The meeting, slated to take place in Rome on Nov. 14 and 15, is being viewed as a chance to flesh out a six-point plan worked out at a meeting of Catholic and Jewish officials in Prague earlier this month.
At that conference, Catholic leaders referred to anti-Semitism fostered or condoned by the church as a sin and asked for forgiveness by the Jewish people. The two groups created a plan to discourage anti-Semitism, particularly in Eastern and Central Europe.
Some 20 Jewish leaders will be attending the two days of private and public meetings in Rome, according to Rabbi Jack Bemporad, director of the Synagogue Council of America’s Interreligious Affairs Committee.
‘SUCCESSES AND MISSED OPPORTUNITIES’
Topics slated for discussion at the Rome gathering include “Future Developments in Catholic-Jewish Relations” and “The Meaning of Nostra Aetate,” according to Seymour Reich of B’nai B’rith, who currently holds the rotating chairmanship of IJCIC.
IJCIC will meet with the pope on the second day of the conference.
“The purpose of the November meeting is to determine the successes and missed opportunities of the last 25 years,” said Reich. “We’re very concerned that church teachings are not reaching the parish and that recent manifestations of anti-Semitism are getting out of control.”
Elan Steinberg, executive director of the World Jewish Congress, hopes the Rome meeting proves to be “a continuation of the spirit of Prague. We will be tackling difficult issues, and hope to refine our differences,” he said.
While the WJC has not always supported meetings with Vatican officials, some of which Steinberg considered to be “papering over legitimate differences,” it is viewing the Rome meeting as a positive step.

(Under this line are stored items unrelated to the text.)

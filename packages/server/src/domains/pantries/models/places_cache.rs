use anyhow::Result;
use chrono::{DateTime, Utc};
use sqlx::types::Json;
use sqlx::PgPool;

use crate::common::PlaceCandidate;

/// One cached candidate set, keyed by query fingerprint.
#[derive(Debug, Clone, sqlx::FromRow)]
pub struct PlacesCacheEntry {
    pub fingerprint: String,
    pub candidates: Json<Vec<PlaceCandidate>>,
    pub created_at: DateTime<Utc>,
}

impl PlacesCacheEntry {
    /// Look up a cached candidate set. Returns None if missing or older than
    /// `ttl_secs`.
    pub async fn get(
        fingerprint: &str,
        ttl_secs: u64,
        pool: &PgPool,
    ) -> Result<Option<Vec<PlaceCandidate>>> {
        let row = sqlx::query_as::<_, Self>(
            "SELECT * FROM places_cache
             WHERE fingerprint = $1
               AND created_at > now() - ($2::double precision * interval '1 second')",
        )
        .bind(fingerprint)
        .bind(ttl_secs as i64)
        .fetch_optional(pool)
        .await?;

        Ok(row.map(|r| r.candidates.0))
    }

    /// Store a candidate set (atomic replace with a fresh created_at).
    pub async fn put(
        fingerprint: &str,
        candidates: &[PlaceCandidate],
        pool: &PgPool,
    ) -> Result<()> {
        sqlx::query(
            "INSERT INTO places_cache (fingerprint, candidates, created_at)
             VALUES ($1, $2, now())
             ON CONFLICT (fingerprint)
             DO UPDATE SET candidates = EXCLUDED.candidates,
                           created_at = now()",
        )
        .bind(fingerprint)
        .bind(Json(candidates))
        .execute(pool)
        .await?;

        Ok(())
    }

    /// Delete entries older than the TTL.
    pub async fn evict_expired(ttl_secs: u64, pool: &PgPool) -> Result<u64> {
        let result = sqlx::query(
            "DELETE FROM places_cache
             WHERE created_at <= now() - ($1::double precision * interval '1 second')",
        )
        .bind(ttl_secs as i64)
        .execute(pool)
        .await?;
        Ok(result.rows_affected())
    }
}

High on the list of issues to be discussed will be the Vatican’s reluctance to establish diplomatic relations with the State of Israel.
According to Reich, the Vatican says that recognition of Israel is a political matter, one that can only be resolved with Israel itself.
Still, the issue of Israel will be an important one in the upcoming meeting, he said. “It is essential for them to understand that Israel is central to our concerns.”
“In the moral equation, the Vatican needs Israel more than Israel needs the Vatican,” Reich pointed out. “For the Vatican to express itself on the peace process is a non sequitur until it establishes full diplomatic relations with Israel–otherwise its pronouncements are made in a vacuum,” he said.
A NEW STATEMENT ON ANTI-SEMITISM
The meeting with the pope in Rome is considered by IJCIC participants to be the latest positive step in the evolving relationship between the Catholic Church and the Jewish people.
“This next stage becomes important,” said Gunther Lawrence, director of development and public information for the Synagogue Council.
“We’re beginning to build the same strong relationships on the international scene that we have on the American Catholic-Jewish scene,” he said, referring to the dialogues that have frequently been conducted across the United States.
A long-term goal of the meeting, according to Bemporad of the Synagogue Council, is to work toward another statement by the Vatican on anti-Semitism and its relationship to the Jewish people.
That statement will be “a careful study and reflection by the church on Catholic history, including on its doctrines of deicide and contempt for Jews, which were reversed in 1965 by the Second Vatican Council,” Bemporad said.
“Prague was the first step in a course that we’re charting,” he said, “and we’re hoping that the Rome meeting will be a further investigation of those areas in which we need to work together, and in which the church needs to work on its own, to do away with anti-Semitism.”